Allons-nous vers un monde sans manager ?
Manque-t-on de bienveillance envers nos managers ? Allons-nous vers un monde sans manager ? Allons-nous vers un monde sans manager ? Nous avons fait le point sur la question, avec Julie Tremblay-Potvin, consultante en développement des personnes et des organisations chez De Saison.
Que se passe-il avec nos managers – est-il vrai qu’ils sont si mal en point ?
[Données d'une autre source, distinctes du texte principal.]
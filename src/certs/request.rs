// SPDX-License-Identifier: Apache-2.0
// Copyright 2025 U.S. Federal Government (in countries where recognized)
//
// Licensed under the Apache License, Version 2.0 (the "License");
// you may not use this file except in compliance with the License.
// You may obtain a copy of the License at
//
//     http://www.apache.org/licenses/LICENSE-2.0
//
// Unless required by applicable law or agreed to in writing, software
// distributed under the License is distributed on an "AS IS" BASIS,
// WITHOUT WARRANTIES OR CONDITIONS OF ANY KIND, either express or implied.
// See the License for the specific language governing permissions and
// limitations under the License.

//! Certificate requests and the certificates issued for them.

use std::net::IpAddr;
use std::sync::Arc;

use der::asn1::Ia5String;
use der::{Decode, Encode};
use rcgen::{CertificateParams, CustomExtension};
use tracing::debug;
use x509_cert::ext::pkix::constraints::name::GeneralSubtree;
use x509_cert::ext::pkix::name::GeneralName;
use x509_cert::ext::pkix::NameConstraints;
use x509_cert::request::CertReq;
use x509_cert::Certificate;

use super::codec;
use super::keys::{KeyPairFactory, RsaKeyPair};
use super::profile::{CertificateProfile, SubjectAltNames};
use super::{
    DEFAULT_KEY_STRENGTH, PEM_CERTIFICATE, PEM_CERTIFICATE_REQUEST, PEM_ROOT_CERTIFICATE,
    PEM_RSA_PRIVATE_KEY,
};
use crate::error::{PkiError, Result};

/// id-ce-nameConstraints as `rcgen` arcs.
const NAME_CONSTRAINTS_ARCS: &[u64] = &[2, 5, 29, 30];

/// An issued leaf certificate and the root certificate that signed it.
///
/// The root is shared with the issuing authority and never owned exclusively
/// by the leaf.
#[derive(Debug, Clone)]
pub struct SignedCertificate {
    certificate: Certificate,
    certificate_der: Vec<u8>,
    root: Arc<Certificate>,
    root_der: Vec<u8>,
}

impl SignedCertificate {
    /// Pair a parsed leaf with its issuing root.
    pub fn new(certificate: Certificate, root: Arc<Certificate>) -> Result<Self> {
        let certificate_der = certificate.to_der()?;
        let root_der = root.to_der()?;
        Ok(Self {
            certificate,
            certificate_der,
            root,
            root_der,
        })
    }

    /// Parse a leaf and its root from DER.
    pub fn from_der(certificate_der: &[u8], root_der: &[u8]) -> Result<Self> {
        let certificate = Certificate::from_der(certificate_der).map_err(|e| {
            PkiError::certificate_parsing(format!("Failed to parse certificate: {}", e))
        })?;
        let root = Certificate::from_der(root_der).map_err(|e| {
            PkiError::certificate_parsing(format!("Failed to parse root certificate: {}", e))
        })?;
        Ok(Self {
            certificate,
            certificate_der: certificate_der.to_vec(),
            root: Arc::new(root),
            root_der: root_der.to_vec(),
        })
    }

    /// The issued certificate.
    pub fn certificate(&self) -> &Certificate {
        &self.certificate
    }

    /// DER encoding of the issued certificate.
    pub fn certificate_der(&self) -> &[u8] {
        &self.certificate_der
    }

    /// The root certificate that issued this one.
    pub fn root_certificate(&self) -> &Certificate {
        &self.root
    }

    /// A shared handle on the root certificate.
    pub fn shared_root(&self) -> Arc<Certificate> {
        Arc::clone(&self.root)
    }

    /// DER encoding of the root certificate.
    pub fn root_certificate_der(&self) -> &[u8] {
        &self.root_der
    }

    /// The issued certificate as a `CERTIFICATE` PEM block.
    pub fn certificate_pem(&self) -> String {
        codec::encode_pem(PEM_CERTIFICATE, &self.certificate_der)
    }

    /// The root certificate as a `ROOT_CERTIFICATE` PEM block.
    pub fn root_certificate_pem(&self) -> String {
        codec::encode_pem(PEM_ROOT_CERTIFICATE, &self.root_der)
    }

    /// Returns true if the leaf names the root's subject as its issuer.
    pub fn is_issued_by_root(&self) -> bool {
        self.certificate.tbs_certificate.issuer == self.root.tbs_certificate.subject
    }
}

/// A PKCS#10 request, the key pair behind it when held locally, and the
/// certificate issued for it once approved.
#[derive(Debug, Clone)]
pub struct CertificateRequest {
    key_pair: Option<RsaKeyPair>,
    request: CertReq,
    request_der: Vec<u8>,
    signed: Option<SignedCertificate>,
}

impl CertificateRequest {
    /// Wrap a CSR received from a peer. No private key is held.
    pub fn from_der(request_der: Vec<u8>) -> Result<Self> {
        let request = CertReq::from_der(&request_der)
            .map_err(|e| PkiError::csr(format!("Failed to parse CSR: {}", e)))?;
        Ok(Self {
            key_pair: None,
            request,
            request_der,
            signed: None,
        })
    }

    /// Wrap a CSR together with the key pair that signed it.
    pub fn with_key_pair(request_der: Vec<u8>, key_pair: RsaKeyPair) -> Result<Self> {
        let mut request = Self::from_der(request_der)?;
        if !key_pair.matches(&request.request.info.public_key)? {
            return Err(PkiError::KeyMismatch);
        }
        request.key_pair = Some(key_pair);
        Ok(request)
    }

    /// The parsed CSR.
    pub fn request(&self) -> &CertReq {
        &self.request
    }

    /// DER encoding of the CSR.
    pub fn request_der(&self) -> &[u8] {
        &self.request_der
    }

    /// The CSR as a `CERTIFICATE REQUEST` PEM block.
    pub fn request_pem(&self) -> String {
        codec::encode_pem(PEM_CERTIFICATE_REQUEST, &self.request_der)
    }

    /// The key pair, if this request was built locally.
    pub fn key_pair(&self) -> Option<&RsaKeyPair> {
        self.key_pair.as_ref()
    }

    /// The private key as an `RSA PRIVATE KEY` PEM block.
    pub fn private_key_pem(&self) -> Result<String> {
        let key_pair = self.key_pair.as_ref().ok_or(PkiError::NoPrivateKey)?;
        Ok(codec::encode_pem(
            PEM_RSA_PRIVATE_KEY,
            &key_pair.to_pkcs1_der()?,
        ))
    }

    /// The issued certificate, once approved.
    pub fn signed_certificate(&self) -> Option<&SignedCertificate> {
        self.signed.as_ref()
    }

    /// Consume the request, keeping only the issued certificate.
    pub fn into_signed_certificate(self) -> Option<SignedCertificate> {
        self.signed
    }

    /// Returns true once a certificate has been attached.
    pub fn is_approved(&self) -> bool {
        self.signed.is_some()
    }

    /// Attach the issued certificate. A request is approved at most once.
    pub(crate) fn attach(&mut self, signed: SignedCertificate) -> Result<()> {
        if self.signed.is_some() {
            return Err(PkiError::AlreadyApproved);
        }
        self.signed = Some(signed);
        Ok(())
    }
}

/// Builder for a fresh key pair and the CSR it signs.
///
/// CSRs are always signed with SHA-256 over RSA and never ask for CA rights.
#[derive(Debug, Clone)]
pub struct RequestBuilder {
    profile: CertificateProfile,
    key_strength: usize,
    alt_names: SubjectAltNames,
    excluded_dns: Vec<String>,
    permitted_dns: Vec<String>,
}

impl RequestBuilder {
    /// Create a builder for the given subject profile.
    pub fn new(profile: CertificateProfile) -> Self {
        Self {
            profile,
            key_strength: DEFAULT_KEY_STRENGTH,
            alt_names: SubjectAltNames::default(),
            excluded_dns: Vec::new(),
            permitted_dns: Vec::new(),
        }
    }

    /// Set the RSA modulus size.
    pub fn key_strength(mut self, bits: usize) -> Self {
        self.key_strength = bits;
        self
    }

    /// Add a DNS subject alternative name.
    pub fn san_dns(mut self, dns: impl Into<String>) -> Self {
        self.alt_names.dns_names.push(dns.into());
        self
    }

    /// Add an IP address subject alternative name.
    pub fn san_ip(mut self, ip: IpAddr) -> Self {
        self.alt_names.ip_addresses.push(ip);
        self
    }

    /// Add an email subject alternative name.
    pub fn san_email(mut self, email: impl Into<String>) -> Self {
        self.alt_names.emails.push(email.into());
        self
    }

    /// Request that a DNS subtree be excluded.
    pub fn exclude_dns(mut self, dns: impl Into<String>) -> Self {
        self.excluded_dns.push(dns.into());
        self
    }

    /// Request that names be restricted to a DNS subtree.
    pub fn permit_dns(mut self, dns: impl Into<String>) -> Self {
        self.permitted_dns.push(dns.into());
        self
    }

    /// Generate the key pair and sign the CSR with it.
    pub fn build(self) -> Result<CertificateRequest> {
        let key_pair = KeyPairFactory::new(self.key_strength)?.generate()?;
        self.build_with_key(key_pair)
    }

    /// Sign the CSR with an existing key pair.
    pub fn build_with_key(self, key_pair: RsaKeyPair) -> Result<CertificateRequest> {
        let signer = key_pair.to_rcgen()?;

        let mut params = CertificateParams::default();
        params.distinguished_name = self.profile.to_distinguished_name();
        params.subject_alt_names = self.alt_names.to_rcgen()?;
        if let Some(extension) = requested_name_constraints(&self.permitted_dns, &self.excluded_dns)? {
            params.custom_extensions.push(extension);
        }

        let csr = params
            .serialize_request(&signer)
            .map_err(|e| PkiError::csr(format!("Failed to serialize CSR: {}", e)))?;
        debug!(subject = %self.profile.common_name, "Created certificate request");

        CertificateRequest::with_key_pair(csr.der().to_vec(), key_pair)
    }
}

fn requested_name_constraints(
    permitted: &[String],
    excluded: &[String],
) -> Result<Option<CustomExtension>> {
    if permitted.is_empty() && excluded.is_empty() {
        return Ok(None);
    }

    let subtrees = |names: &[String]| -> Result<Option<Vec<GeneralSubtree>>> {
        if names.is_empty() {
            return Ok(None);
        }
        names
            .iter()
            .map(|name| -> Result<GeneralSubtree> {
                Ok(GeneralSubtree {
                    base: GeneralName::DnsName(Ia5String::new(name)?),
                    minimum: 0,
                    maximum: None,
                })
            })
            .collect::<Result<Vec<_>>>()
            .map(Some)
    };

    let constraints = NameConstraints {
        permitted_subtrees: subtrees(permitted)?,
        excluded_subtrees: subtrees(excluded)?,
    };
    let mut extension =
        CustomExtension::from_oid_content(NAME_CONSTRAINTS_ARCS, constraints.to_der()?);
    extension.set_criticality(!permitted.is_empty());
    Ok(Some(extension))
}
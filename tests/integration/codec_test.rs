// SPDX-License-Identifier: Apache-2.0
// Copyright 2025 U.S. Federal Government (in countries where recognized)
//
// Licensed under the Apache License, Version 2.0 (the "License");
// you may not use this file except in compliance with the License.
// You may obtain a copy of the License at
//
//     http://www.apache.org/licenses/LICENSE-2.0
//
// Unless required by applicable law or agreed to in writing, software
// distributed under the License is distributed on an "AS IS" BASIS,
// WITHOUT WARRANTIES OR CONDITIONS OF ANY KIND, either express or implied.
// See the License for the specific language governing permissions and
// limitations under the License.

//! Integration tests for the raw bundle codec

use box_pki::certs::{CertificateRequest, RootAuthority, SigningEngine};
use box_pki::PkiError;

use crate::integration::{client_request, root};

fn approved() -> CertificateRequest {
    let mut request = client_request("codec.box.local");
    SigningEngine::default()
        .approve_server(&root(), &mut request)
        .unwrap();
    request
}

#[test]
fn test_root_bundle_roundtrip() {
    let root = root();
    let raw = root.to_raw().unwrap();

    let total = u16::from_le_bytes([raw[0], raw[1]]) as usize;
    assert_eq!(total, raw.len() - 2);

    let decoded = RootAuthority::from_raw(&raw).unwrap();
    assert_eq!(decoded.certificate_der(), root.certificate_der());
    assert_eq!(
        decoded.private_key_pem().unwrap(),
        root.private_key_pem().unwrap()
    );
}

#[test]
fn test_request_bundle_roundtrip() {
    let request = approved();
    let raw = request.to_raw().unwrap();

    let csr_len = u16::from_le_bytes([raw[2], raw[3]]) as usize;
    assert_eq!(csr_len, request.request_der().len());
    assert_eq!(&raw[8..8 + csr_len], request.request_der());

    let decoded = CertificateRequest::from_raw(&raw).unwrap();
    assert_eq!(decoded.request_der(), request.request_der());
    let signed = decoded.signed_certificate().unwrap();
    let original = request.signed_certificate().unwrap();
    assert_eq!(signed.certificate_der(), original.certificate_der());
    assert_eq!(signed.root_certificate_der(), original.root_certificate_der());
}

#[test]
fn test_unapproved_request_cannot_be_encoded() {
    let err = client_request("codec.box.local").to_raw().unwrap_err();
    assert!(matches!(err, PkiError::NoCertificate));
}

#[test]
fn test_corrupt_bundles_are_rejected() {
    let raw = root().to_raw().unwrap();

    assert!(matches!(
        RootAuthority::from_raw(&[]),
        Err(PkiError::EmptyRaw)
    ));

    let mut short = raw.clone();
    short.pop();
    assert!(matches!(
        RootAuthority::from_raw(&short),
        Err(PkiError::InvalidRawLength { .. })
    ));

    let mut skewed = raw.clone();
    let cert_len = u16::from_le_bytes([skewed[2], skewed[3]]) - 1;
    skewed[2..4].copy_from_slice(&cert_len.to_le_bytes());
    let err = RootAuthority::from_raw(&skewed).unwrap_err();
    assert!(err.is_codec_error(), "unexpected error: {}", err);
}

#[test]
fn test_root_bundle_is_not_a_request_bundle() {
    let raw = root().to_raw().unwrap();
    let err = CertificateRequest::from_raw(&raw).unwrap_err();
    assert!(err.is_codec_error(), "unexpected error: {}", err);
}
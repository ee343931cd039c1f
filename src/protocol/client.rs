// SPDX-License-Identifier: Apache-2.0
// Copyright 2025 U.S. Federal Government (in countries where recognized)
//
// Licensed under the Apache License, Version 2.0 (the "License");
// you may not use this file except in compliance with the License.
// You may obtain a copy of the License at
//
//     http://www.apache.org/licenses/LICENSE-2.0
//
// Unless required by applicable law or agreed to in writing, software
// distributed under the License is distributed on an "AS IS" BASIS,
// WITHOUT WARRANTIES OR CONDITIONS OF ANY KIND, either express or implied.
// See the License for the specific language governing permissions and
// limitations under the License.

//! Enrollment client.
//!
//! Sends a CSR to a box with `REGCL` and turns the `REGCLRES` answer back
//! into an approved [`CertificateRequest`].

use std::io;

use base64::engine::general_purpose::STANDARD;
use base64::Engine as _;
use tracing::{debug, info, warn};

use super::message::{EnrollmentMessage, MessageParser, OP_REGISTER_CLIENT, OP_REGISTER_CLIENT_RESPONSE};
use super::transport::MessageTransport;
use crate::certs::{CertificateRequest, KeyUsagePolicy};
use crate::error::{PkiError, Result};

/// Outcome of a registration.
#[derive(Debug)]
pub enum EnrollmentResponse {
    /// The box issued a certificate; the request now carries it.
    Issued(CertificateRequest),
    /// The box refused, with its reason.
    Rejected(String),
}

impl EnrollmentResponse {
    /// Returns true if a certificate was issued.
    pub fn is_issued(&self) -> bool {
        matches!(self, Self::Issued(_))
    }
}

/// Client side of the enrollment protocol.
#[derive(Debug)]
pub struct EnrollmentClient<T> {
    transport: T,
    parser: MessageParser,
    secret: String,
    identity: String,
}

impl<T: MessageTransport> EnrollmentClient<T> {
    /// Talk to a box over `transport`, introducing ourselves as `identity`.
    pub fn new(transport: T, secret: impl Into<String>, identity: impl Into<String>) -> Self {
        let secret = secret.into();
        Self {
            transport,
            parser: MessageParser::new(secret.clone()),
            secret,
            identity: identity.into(),
        }
    }

    /// Ask the box to sign `request`.
    ///
    /// An issued certificate is verified against the root shipped with it
    /// and attached to `request`, which keeps its private key.
    pub async fn register(&mut self, mut request: CertificateRequest) -> Result<EnrollmentResponse> {
        let body = STANDARD.encode(request.request_der());
        let line = EnrollmentMessage::format(
            &self.secret,
            &self.identity,
            OP_REGISTER_CLIENT,
            body.as_bytes(),
        );
        debug!(identity = %self.identity, "Sending client registration");
        self.transport.write_message(&line).await?;
        self.transport.flush().await?;

        let raw = self.read_response().await?;
        let response = self.parser.parse(&raw)?;
        if response.op != OP_REGISTER_CLIENT_RESPONSE {
            return Err(PkiError::UnexpectedResponse(format!(
                "expected {} but got {}",
                OP_REGISTER_CLIENT_RESPONSE, response.op
            )));
        }

        if let Some(payload) = response.body.strip_prefix(b"+OK ") {
            let issued = CertificateRequest::from_raw(&STANDARD.decode(payload)?)?;
            if issued.request_der() != request.request_der() {
                return Err(PkiError::UnexpectedResponse(
                    "certificate was issued for a different request".to_string(),
                ));
            }
            let signed = issued
                .into_signed_certificate()
                .ok_or(PkiError::NoCertificate)?;
            request.validate_and_accept(signed, KeyUsagePolicy::ServerOnly)?;
            info!(server = %response.identity, "Registration approved");
            Ok(EnrollmentResponse::Issued(request))
        } else if let Some(reason) = response.body.strip_prefix(b"+ERR") {
            let reason = String::from_utf8_lossy(reason).trim().to_string();
            warn!(server = %response.identity, %reason, "Registration rejected");
            Ok(EnrollmentResponse::Rejected(reason))
        } else {
            Err(PkiError::UnexpectedResponse(format!(
                "malformed {} body",
                OP_REGISTER_CLIENT_RESPONSE
            )))
        }
    }

    /// Unwrap the transport.
    pub fn into_inner(self) -> T {
        self.transport
    }

    async fn read_response(&mut self) -> Result<Vec<u8>> {
        loop {
            match self.transport.read_message().await {
                Ok(Some(raw)) => return Ok(raw),
                Ok(None) => {
                    return Err(PkiError::UnexpectedResponse(
                        "connection closed before a response arrived".to_string(),
                    ))
                }
                Err(e) if matches!(e.kind(), io::ErrorKind::WouldBlock | io::ErrorKind::Interrupted) => {
                    continue
                }
                Err(e) => return Err(e.into()),
            }
        }
    }
}
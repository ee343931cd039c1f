//! Integration tests for box-pki
//!
//! These tests drive the public API end to end: minting a root, approving
//! requests, packing bundles and running the enrollment protocol over
//! in-memory streams.

mod integration;

#[path = "integration/issuance_test.rs"]
mod issuance;

#[path = "integration/codec_test.rs"]
mod codec;

#[path = "integration/enrollment_test.rs"]
mod enrollment;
Julie Tremblay-Potvin: En ce moment, il y a effectivement un enjeu de gens qui quittent leur poste de gestion parce qu’ils ne sont justes plus capables de fournir. Ils décident de retourner dans un rôle de contribution individuelle ou avec de moindre responsabilités, parce qu’ils trouvent que ça ne vaut plus la peine de devenir manager, malgré l’augmentation de salaire qui vient avec. Ils sont perdants au niveau de la qualité de vie, de la charge de travail et des heures travaillées.
Selon toi, y a-t-il des raisons structurelles à ce phénomène ?
J.T.P: Dans les dernières années, l’accent a beaucoup été mis sur le soin des équipes. Mais, dans le fond, ce sont les managers qui sont devenus très imputables de la santé et du mieux-être de leurs équipes. On leur a dit : vous êtes imputable des résultats, mais vous êtes aussi imputable de leur santé. On ne veut pas qu’ils partent en arrêt de travail. On veut qu’ils soient « fonctionnels ».
Ensuite, je crois qu’il y a eu un éloignement de la fonction RH, qui, depuis la pandémie et l’arrivée du télétravail, est beaucoup moins en contact des employés. Dans les grandes organisations, les RH ont concentré leurs efforts sur les politiques et peut-être moins sur des interventions ciblées envers les employés. Ils vont donner des outils au manager, mais ce ne sont pas eux qui sont imputables envers les employés. Ce sont les managers, qui sont au front chaque jour.
Quelle est la solution à cette impasse ?
J.T.P: Avant d’outiller les managers à prendre soin de leurs employés, il faut les outiller à prendre soin d’eux. Ce n’est pas rare de voir des gestionnaires donner beaucoup de permissions à leur équipe, mais eux, ils ne vont jamais s’en offrir aucune et ils vont venir compenser pour toutes les permissions qu’ils accordent à leur équipe. Ce n’est pas un modèle durable.
De tout évidence, plusieurs managers ont de la difficulté à « lâcher prise » et prendre soin d’eux-mêmes. Comment briser cette attitude ?
J.T.P: La première étape, c’est de prendre un pas de recul. Et ensuite, c’est d’en faire une habitude. Dans nos ateliers, on travaille justement la routine du manager, incluant des réflexes de santé et de mieux-être.
D’une certaine manière, doivent-ils accepter d’abaisser leurs attentes de productivité et viser des résultats plus modestes, pour trouver un équilibre au travail ?
J.T.P: Ça peut sembler logique de dire que, si on ralentit, on va se faire dépasser par la compétition. Toutefois, plusieurs études montrent qu’une organisation qui cultive seulement l’efficience et jamais la résilience se met à risque. Lorsqu’on tente de toujours régler les problèmes le plus rapidement possible, ça n’encourage pas à poser des actions stratégiques et qui sont durables.
Lorsqu’on parvient à faire des gains en productivité, on devrait le réinvestir dans les humains. En leur donnant du temps pour innover, développer leurs compétences et bâtir leurs relations interpersonnelles [par du team building]. Exercer un leadership durable, c’est se donner une définition de la réussite qui inclut d’autres éléments que faire plus de projets, avoir plus de clients, avoir plus livrables et faire plus d’argent.